Wednesday, December 15, 2010
Snus Not Linked to Colorectal Cancer
Researchers from the Swedish Karolinska Institute have published a study in the International Journal of Cancer showing that snus use is not a risk factor for cancers of the colon, rectum and anus among Swedish men (abstract here).
Caroline Nordenvall, from the Department of Medical Epidemiology and Biostatistics, and colleagues studied over 300,000 male Swedish construction workers who enrolled in a health program from 1971 to 1992. The workers were followed for up to 37 years, and Nordenvall calculated the relative risks (RRs) for cancer of the colon, rectum and anus among smokers and snus users.

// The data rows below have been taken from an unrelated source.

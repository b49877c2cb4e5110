//! VM lifecycle state store.
//!
//! One directory per instance under `<root>/vms/<id>/`, holding plain files
//! (`status`, `pid`, `created_at`, `image`, `subnet`, `config.json`) next to
//! the sockets the running VMM leaves behind. Every write goes through
//! write-temp-then-rename; writers to one VM dir serialise on a per-id lock
//! file, readers never block.

use std::fs;
use std::path::{Path, PathBuf};
use std::str::FromStr;
use std::time::{Duration, SystemTime, UNIX_EPOCH};

use nix::fcntl::{Flock, FlockArg};
use serde::{Deserialize, Serialize};

use crate::subnet::{Subnet, SubnetPool};
use crate::{Error, Result};

/// VM lifecycle status, stored as ASCII in the `status` file.
#[derive(Debug, Clone, Copy, PartialEq, Eq, Serialize, Deserialize)]
#[non_exhaustive]
pub enum VmStatus {
    /// The VMM process is (believed) alive.
    Running,
    /// Stopped cleanly.
    Stopped,
    /// Marked running but the process is gone.
    Crashed,
}

impl std::fmt::Display for VmStatus {
    fn fmt(&self, f: &mut std::fmt::Formatter<'_>) -> std::fmt::Result {
        f.write_str(match self {
            Self::Running => "running",
            Self::Stopped => "stopped",
            Self::Crashed => "crashed",
        })
    }
}

impl FromStr for VmStatus {
    type Err = Error;

    fn from_str(s: &str) -> Result<Self> {
        match s.trim() {
            "running" => Ok(Self::Running),
            "stopped" => Ok(Self::Stopped),
            "crashed" => Ok(Self::Crashed),
            other => Err(Error::Lifecycle(format!("unknown status: {other}"))),
        }
    }
}

/// Serializable per-VM configuration snapshot (`config.json`).
#[derive(Debug, Clone, Serialize, Deserialize)]
#[non_exhaustive]
pub struct VmConfig {
    /// Image reference the sandbox booted from.
    pub image: String,
    /// Number of virtual CPUs.
    pub vcpus: u8,
    /// RAM size in MiB.
    pub mem_size_mib: u32,
}

/// Parsed snapshot of one VM state directory.
#[derive(Debug, Clone)]
#[non_exhaustive]
pub struct VmRecord {
    /// Instance identifier.
    pub id: String,
    /// State directory.
    pub dir: PathBuf,
    /// Lifecycle status (after crash reconciliation).
    pub status: VmStatus,
    /// VMM process id, when one was recorded.
    pub pid: Option<i32>,
    /// Creation time, seconds since the Unix epoch.
    pub created_at: u64,
    /// Image reference.
    pub image: String,
    /// Allocated subnet, when one was recorded.
    pub subnet: Option<Subnet>,
}

impl VmRecord {
    /// VMM API socket path.
    pub fn api_sock(&self) -> PathBuf {
        self.dir.join("api.sock")
    }

    /// Vsock UDS multiplexer base path.
    pub fn vsock_sock(&self) -> PathBuf {
        self.dir.join("vsock.sock")
    }

    /// Exec relay socket path.
    pub fn exec_sock(&self) -> PathBuf {
        self.dir.join("exec.sock")
    }

    /// VMM log path.
    pub fn log_path(&self) -> PathBuf {
        self.dir.join("log")
    }

    /// VMM boot config path.
    pub fn config_path(&self) -> PathBuf {
        self.dir.join("config.json")
    }
}

/// VM lifecycle manager over the state root.
#[derive(Debug)]
pub struct Lifecycle {
    vms_dir: PathBuf,
    pool: SubnetPool,
}

impl Lifecycle {
    /// Opens (or creates) the state root.
    pub fn open(vms_dir: impl Into<PathBuf>) -> Result<Self> {
        let vms_dir = vms_dir.into();
        fs::create_dir_all(&vms_dir)?;
        let pool = SubnetPool::new(&vms_dir);
        Ok(Self { vms_dir, pool })
    }

    /// State directory for an id (it may not exist yet).
    pub fn dir_of(&self, id: &str) -> PathBuf {
        self.vms_dir.join(id)
    }

    /// Registers a new instance: creates the directory atomically, allocates
    /// the next free subnet, writes `status=running`.
    pub fn register(&self, id: &str, config: &VmConfig) -> Result<VmRecord> {
        let dir = self.dir_of(id);
        fs::create_dir_all(&self.vms_dir)?;
        fs::create_dir(&dir).map_err(|e| {
            if e.kind() == std::io::ErrorKind::AlreadyExists {
                Error::Lifecycle(format!("vm {id} already registered"))
            } else {
                Error::Io(e)
            }
        })?;

        let subnet = self.pool.allocate(&dir)?;
        let created_at = unix_now();

        let _guard = lock_dir(&dir)?;
        write_atomic(&dir.join("status"), VmStatus::Running.to_string().as_bytes())?;
        write_atomic(&dir.join("created_at"), created_at.to_string().as_bytes())?;
        write_atomic(&dir.join("image"), config.image.as_bytes())?;
        write_atomic(
            &dir.join("config.json"),
            serde_json::to_vec_pretty(config)?.as_slice(),
        )?;

        tracing::info!(id, %subnet, "registered vm");
        Ok(VmRecord {
            id: id.to_owned(),
            dir,
            status: VmStatus::Running,
            pid: None,
            created_at,
            image: config.image.clone(),
            subnet: Some(subnet),
        })
    }

    /// Records the VMM pid.
    pub fn set_pid(&self, id: &str, pid: i32) -> Result<()> {
        let dir = self.existing_dir(id)?;
        let _guard = lock_dir(&dir)?;
        write_atomic(&dir.join("pid"), pid.to_string().as_bytes())
    }

    /// Writes a status transition.
    pub fn set_status(&self, id: &str, status: VmStatus) -> Result<()> {
        let dir = self.existing_dir(id)?;
        let _guard = lock_dir(&dir)?;
        write_atomic(&dir.join("status"), status.to_string().as_bytes())
    }

    /// Loads a snapshot, reclassifying a dead `running` entry as `crashed`.
    pub fn get(&self, id: &str) -> Result<VmRecord> {
        let dir = self.existing_dir(id)?;
        let mut record = read_record(id, &dir)?;

        if record.status == VmStatus::Running && !record.pid.is_some_and(is_pid_alive) {
            record.status = VmStatus::Crashed;
            // Best-effort persist; a racing writer wins.
            if let Ok(_guard) = lock_dir(&dir) {
                let _ = write_atomic(&dir.join("status"), b"crashed");
            }
            tracing::warn!(id, "vm process is gone, marked crashed");
        }
        Ok(record)
    }

    /// Lists all instances, applying crash detection to each.
    pub fn list(&self) -> Result<Vec<VmRecord>> {
        let mut records = Vec::new();
        for entry in fs::read_dir(&self.vms_dir)? {
            let entry = entry?;
            if !entry.path().is_dir() {
                continue;
            }
            let Some(id) = entry.file_name().to_str().map(str::to_owned) else {
                continue;
            };
            match self.get(&id) {
                Ok(record) => records.push(record),
                Err(e) => tracing::warn!(id, error = %e, "skipping unreadable vm dir"),
            }
        }
        records.sort_by(|a, b| b.created_at.cmp(&a.created_at));
        Ok(records)
    }

    /// SIGTERM, bounded wait, then SIGKILL; records `stopped`.
    pub async fn kill(&self, id: &str, grace: Duration) -> Result<()> {
        let record = self.get(id)?;
        if let Some(pid) = record.pid.filter(|&p| is_pid_alive(p)) {
            signal_pid(pid, libc::SIGTERM);
            let waited = tokio::time::timeout(grace, async {
                while is_pid_alive(pid) {
                    tokio::time::sleep(Duration::from_millis(100)).await;
                }
            })
            .await;
            if waited.is_err() {
                tracing::warn!(id, pid, "grace expired, escalating to SIGKILL");
                signal_pid(pid, libc::SIGKILL);
            }
        }
        self.set_status(id, VmStatus::Stopped)
    }

    /// Marks stopped but keeps the state directory.
    pub fn unregister(&self, id: &str) -> Result<()> {
        self.set_status(id, VmStatus::Stopped)
    }

    /// Deletes the state directory. Refuses while the process is alive.
    pub fn remove(&self, id: &str) -> Result<()> {
        let record = self.get(id)?;
        if record.status == VmStatus::Running {
            return Err(Error::Lifecycle(format!(
                "vm {id} is still running; stop it first"
            )));
        }
        fs::remove_dir_all(&record.dir)?;
        tracing::info!(id, "removed vm state");
        Ok(())
    }

    /// Removes every non-running entry; returns the removed ids.
    pub fn prune(&self) -> Result<Vec<String>> {
        let mut removed = Vec::new();
        for record in self.list()? {
            if record.status == VmStatus::Running {
                continue;
            }
            fs::remove_dir_all(&record.dir)?;
            removed.push(record.id);
        }
        Ok(removed)
    }

    fn existing_dir(&self, id: &str) -> Result<PathBuf> {
        let dir = self.dir_of(id);
        if dir.is_dir() {
            Ok(dir)
        } else {
            Err(Error::NotFound(format!("vm {id}")))
        }
    }
}

fn read_record(id: &str, dir: &Path) -> Result<VmRecord> {
    let status = fs::read_to_string(dir.join("status"))
        .map_err(|e| Error::Lifecycle(format!("vm {id}: {e}")))?
        .parse()?;
    let pid = fs::read_to_string(dir.join("pid"))
        .ok()
        .and_then(|s| s.trim().parse().ok());
    let created_at = fs::read_to_string(dir.join("created_at"))
        .ok()
        .and_then(|s| s.trim().parse().ok())
        .unwrap_or(0);
    let image = fs::read_to_string(dir.join("image"))
        .map(|s| s.trim().to_owned())
        .unwrap_or_default();
    let subnet = fs::read_to_string(dir.join("subnet"))
        .ok()
        .and_then(|s| s.parse().ok());

    Ok(VmRecord {
        id: id.to_owned(),
        dir: dir.to_path_buf(),
        status,
        pid,
        created_at,
        image,
        subnet,
    })
}

/// Writes a state file via temp-then-rename; readers see old or new bytes,
/// never a torn write.
pub(crate) fn write_atomic(path: &Path, data: &[u8]) -> Result<()> {
    let mut tmp = path.as_os_str().to_owned();
    tmp.push(".tmp");
    let tmp = PathBuf::from(tmp);
    fs::write(&tmp, data)?;
    fs::rename(&tmp, path)?;
    Ok(())
}

/// Per-VM-dir writer lock.
fn lock_dir(dir: &Path) -> Result<Flock<fs::File>> {
    let file = fs::OpenOptions::new()
        .create(true)
        .truncate(false)
        .write(true)
        .open(dir.join(".lock"))?;
    Flock::lock(file, FlockArg::LockExclusive)
        .map_err(|(_, errno)| Error::Lifecycle(format!("vm dir lock: {errno}")))
}

/// Liveness probe via `kill(pid, 0)`.
pub(crate) fn is_pid_alive(pid: i32) -> bool {
    // SAFETY: signal 0 performs only the existence/permission check.
    unsafe { libc::kill(pid, 0) == 0 }
}

fn signal_pid(pid: i32, signal: i32) {
    // SAFETY: plain kill(2) on a pid we recorded ourselves.
    unsafe {
        libc::kill(pid, signal);
    }
}

/// Generates a 12-character hex instance identifier.
pub fn gen_id() -> String {
    use std::collections::hash_map::RandomState;
    use std::hash::{BuildHasher, Hasher};

    let mut h = RandomState::new().build_hasher();
    h.write_u64(u64::from(std::process::id()));
    h.write_u128(
        SystemTime::now()
            .duration_since(UNIX_EPOCH)
            .unwrap_or_default()
            .as_nanos(),
    );
    format!("{:012x}", h.finish())
}

fn unix_now() -> u64 {
    SystemTime::now()
        .duration_since(UNIX_EPOCH)
        .map_or(0, |d| d.as_secs())
}

#[cfg(test)]
#[allow(clippy::unwrap_used)]
mod tests {
    use super::*;

    fn lifecycle() -> (tempfile::TempDir, Lifecycle) {
        let dir = tempfile::tempdir().unwrap();
        let lc = Lifecycle::open(dir.path().join("vms")).unwrap();
        (dir, lc)
    }

    fn config() -> VmConfig {
        VmConfig {
            image: "alpine:latest".into(),
            vcpus: 1,
            mem_size_mib: 512,
        }
    }

    /// A pid that certainly refers to no live process.
    fn dead_pid() -> i32 {
        let mut child = std::process::Command::new("true").spawn().unwrap();
        let pid = i32::try_from(child.id()).unwrap();
        child.wait().unwrap();
        pid
    }

    #[test]
    fn register_creates_files_and_subnet() {
        let (_tmp, lc) = lifecycle();
        let record = lc.register("vm-1", &config()).unwrap();
        assert_eq!(record.status, VmStatus::Running);
        assert!(record.subnet.is_some());
        assert!(record.dir.join("status").exists());
        assert!(record.dir.join("created_at").exists());
        assert!(record.dir.join("image").exists());
        assert!(record.dir.join("config.json").exists());
        assert!(record.dir.join("subnet").exists());

        // Double registration is refused.
        assert!(matches!(
            lc.register("vm-1", &config()),
            Err(Error::Lifecycle(_))
        ));
    }

    #[test]
    fn crash_detection_reclassifies_dead_running_vm() {
        let (_tmp, lc) = lifecycle();
        lc.register("vm-x", &config()).unwrap();
        lc.set_pid("vm-x", dead_pid()).unwrap();

        let listed = lc.list().unwrap();
        assert_eq!(listed.len(), 1);
        assert_eq!(listed[0].status, VmStatus::Crashed);
        // The reclassification is persisted.
        assert_eq!(
            fs::read_to_string(listed[0].dir.join("status")).unwrap().trim(),
            "crashed"
        );

        lc.remove("vm-x").unwrap();
        assert!(lc.list().unwrap().is_empty());
        assert!(!lc.dir_of("vm-x").exists());
    }

    #[test]
    fn unregister_keeps_dir_remove_deletes_it() {
        let (_tmp, lc) = lifecycle();
        lc.register("vm-a", &config()).unwrap();
        lc.unregister("vm-a").unwrap();

        let record = lc.get("vm-a").unwrap();
        assert_eq!(record.status, VmStatus::Stopped);
        assert!(record.dir.exists());

        lc.remove("vm-a").unwrap();
        assert!(matches!(lc.get("vm-a"), Err(Error::NotFound(_))));
    }

    #[test]
    fn remove_refuses_live_process() {
        let (_tmp, lc) = lifecycle();
        lc.register("vm-live", &config()).unwrap();
        // Our own pid is certainly alive.
        lc.set_pid("vm-live", i32::try_from(std::process::id()).unwrap())
            .unwrap();
        assert!(matches!(lc.remove("vm-live"), Err(Error::Lifecycle(_))));
        lc.unregister("vm-live").unwrap();
        lc.remove("vm-live").unwrap();
    }

    #[test]
    fn prune_removes_only_non_running() {
        let (_tmp, lc) = lifecycle();
        lc.register("vm-run", &config()).unwrap();
        lc.set_pid("vm-run", i32::try_from(std::process::id()).unwrap())
            .unwrap();
        lc.register("vm-old", &config()).unwrap();
        lc.unregister("vm-old").unwrap();

        let removed = lc.prune().unwrap();
        assert_eq!(removed, vec!["vm-old".to_owned()]);
        assert_eq!(lc.list().unwrap().len(), 1);
    }

    #[tokio::test]
    async fn kill_marks_stopped() {
        let (_tmp, lc) = lifecycle();
        lc.register("vm-k", &config()).unwrap();
        let mut child = std::process::Command::new("sleep").arg("30").spawn().unwrap();
        lc.set_pid("vm-k", i32::try_from(child.id()).unwrap()).unwrap();
        // Reap the child as soon as the signal lands so liveness flips.
        let reaper = std::thread::spawn(move || child.wait());

        lc.kill("vm-k", Duration::from_secs(5)).await.unwrap();
        reaper.join().unwrap().unwrap();
        assert_eq!(lc.get("vm-k").unwrap().status, VmStatus::Stopped);
    }

    #[test]
    fn ids_are_hex_and_unique() {
        let a = gen_id();
        let b = gen_id();
        assert_eq!(a.len(), 12);
        assert!(a.chars().all(|c| c.is_ascii_hexdigit()));
        assert_ne!(a, b);
    }
}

Compared with non-users of tobacco, smokers had RRs of 1.08 (95% Confidence Interval = 0.99 – 1.19) for colon cancer and 1.16 (CI = 1.04 – 1.30) for rectal cancer. These are very small increases, and only the latter is statistically significant. The RR for anal cancer among smokers was 2.41 (CI = 1.06 – 5.48). Although smoking has been implicated for many years as a risk factor for anal cancer, the sexually transmitted human papillomaviruses are known causes of this malignancy. Information on sexual behavior or venereal infections, not found in this study, might affect Nordenvall’s risk estimate for smoking.
Snus users did not have significantly elevated risks for any of these cancers. The RRs were 1.08 (CI = 0.91 – 1.29) for colon cancer, 1.05 (CI = 0.85 – 1.31) for rectal cancer and 0.61 (CI = 0.07 – 5.07) for anal cancer.
Nordenvall concluded her study with the following: “Our results from a large and homogenous cohort of Swedish male construction workers with up to 37 years of
follow-up do not convincingly support an important role of tobacco use in the etiology of colorectal cancer. As expected, an increased risk of anal cancer was associated with smoking.”